## Exercise:
Show all the lines in the data below that include the word "Relaxed".
Records shown START
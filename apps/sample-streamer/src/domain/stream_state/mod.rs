//! Stream Status Register
//!
//! Process-wide record of whether a stream is running and how large the last
//! pushed chunk was. Shared by every streaming session and by the status
//! endpoint.
//!
//! # Design
//!
//! The live session count and the last chunk size sit behind a single mutex
//! so a reader never observes a torn pair. `active` is derived from the count,
//! so it stays true until the last concurrent session ends. Every critical
//! section is a plain field update: no lock is ever held across an `.await`.

use std::sync::Arc;
use std::sync::atomic::{AtomicU64, Ordering};

use parking_lot::Mutex;
use serde::Serialize;

/// Consistent view of the stream status at one instant.
#[derive(Debug, Clone, Copy, PartialEq, Eq, Default, Serialize)]
pub struct StreamSnapshot {
    /// Whether at least one stream is in progress.
    pub active: bool,
    /// Length of the most recently pushed chunk.
    pub last_chunk_size: usize,
}

#[derive(Debug, Default)]
struct Register {
    live_sessions: usize,
    last_chunk_size: usize,
}

/// Shared status register.
#[derive(Debug, Default)]
pub struct StreamState {
    current: Mutex<Register>,
    sessions_started: AtomicU64,
}

/// Shared handle to the status register.
pub type SharedStreamState = Arc<StreamState>;

impl StreamState {
    /// Create an inactive register with no recorded chunk.
    #[must_use]
    pub fn new() -> Self {
        Self::default()
    }

    /// Count a session as streaming.
    pub fn begin_session(&self) {
        self.current.lock().live_sessions += 1;
        self.sessions_started.fetch_add(1, Ordering::Relaxed);
    }

    /// Stop counting a session. Each call must pair with one `begin_session`.
    pub fn end_session(&self) {
        let mut current = self.current.lock();
        current.live_sessions = current.live_sessions.saturating_sub(1);
    }

    /// Record the size of the chunk about to be pushed.
    pub fn record_chunk(&self, size: usize) {
        self.current.lock().last_chunk_size = size;
    }

    /// Read both fields under one lock acquisition.
    #[must_use]
    pub fn snapshot(&self) -> StreamSnapshot {
        let current = self.current.lock();
        StreamSnapshot {
            active: current.live_sessions > 0,
            last_chunk_size: current.last_chunk_size,
        }
    }

    /// Sessions streaming right now.
    #[must_use]
    pub fn live_sessions(&self) -> usize {
        self.current.lock().live_sessions
    }

    /// Number of sessions that have started streaming.
    #[must_use]
    pub fn sessions_started(&self) -> u64 {
        self.sessions_started.load(Ordering::Relaxed)
    }
}

#[cfg(test)]
mod tests {
    use super::*;

    #[test]
    fn starts_inactive_and_empty() {
        let state = StreamState::new();
        assert_eq!(
            state.snapshot(),
            StreamSnapshot {
                active: false,
                last_chunk_size: 0
            }
        );
        assert_eq!(state.sessions_started(), 0);
        assert_eq!(state.live_sessions(), 0);
    }

    #[test]
    fn records_active_and_chunk_size() {
        let state = StreamState::new();
        state.begin_session();
        state.record_chunk(12);

        let snap = state.snapshot();
        assert!(snap.active);
        assert_eq!(snap.last_chunk_size, 12);

        state.end_session();
        let snap = state.snapshot();
        assert!(!snap.active);
        assert_eq!(snap.last_chunk_size, 12);
        assert_eq!(state.sessions_started(), 1);
    }

    #[test]
    fn stays_active_until_last_session_ends() {
        let state = StreamState::new();
        state.begin_session();
        state.begin_session();
        assert_eq!(state.live_sessions(), 2);

        state.end_session();
        assert!(state.snapshot().active);

        state.end_session();
        assert!(!state.snapshot().active);
        assert_eq!(state.sessions_started(), 2);
    }

    #[test]
    fn unmatched_end_does_not_underflow() {
        let state = StreamState::new();
        state.end_session();
        assert_eq!(state.live_sessions(), 0);

        state.begin_session();
        assert!(state.snapshot().active);
    }

    #[test]
    fn snapshot_serializes_field_names() {
        let json = serde_json::to_value(StreamSnapshot {
            active: true,
            last_chunk_size: 3,
        })
        .unwrap();
        assert_eq!(json["active"], true);
        assert_eq!(json["last_chunk_size"], 3);
    }
}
Records shown END
## Answer section:
        self.sessions_started.fetch_add(1, Ordering::Relaxed);
        self.sessions_started.load(Ordering::Relaxed)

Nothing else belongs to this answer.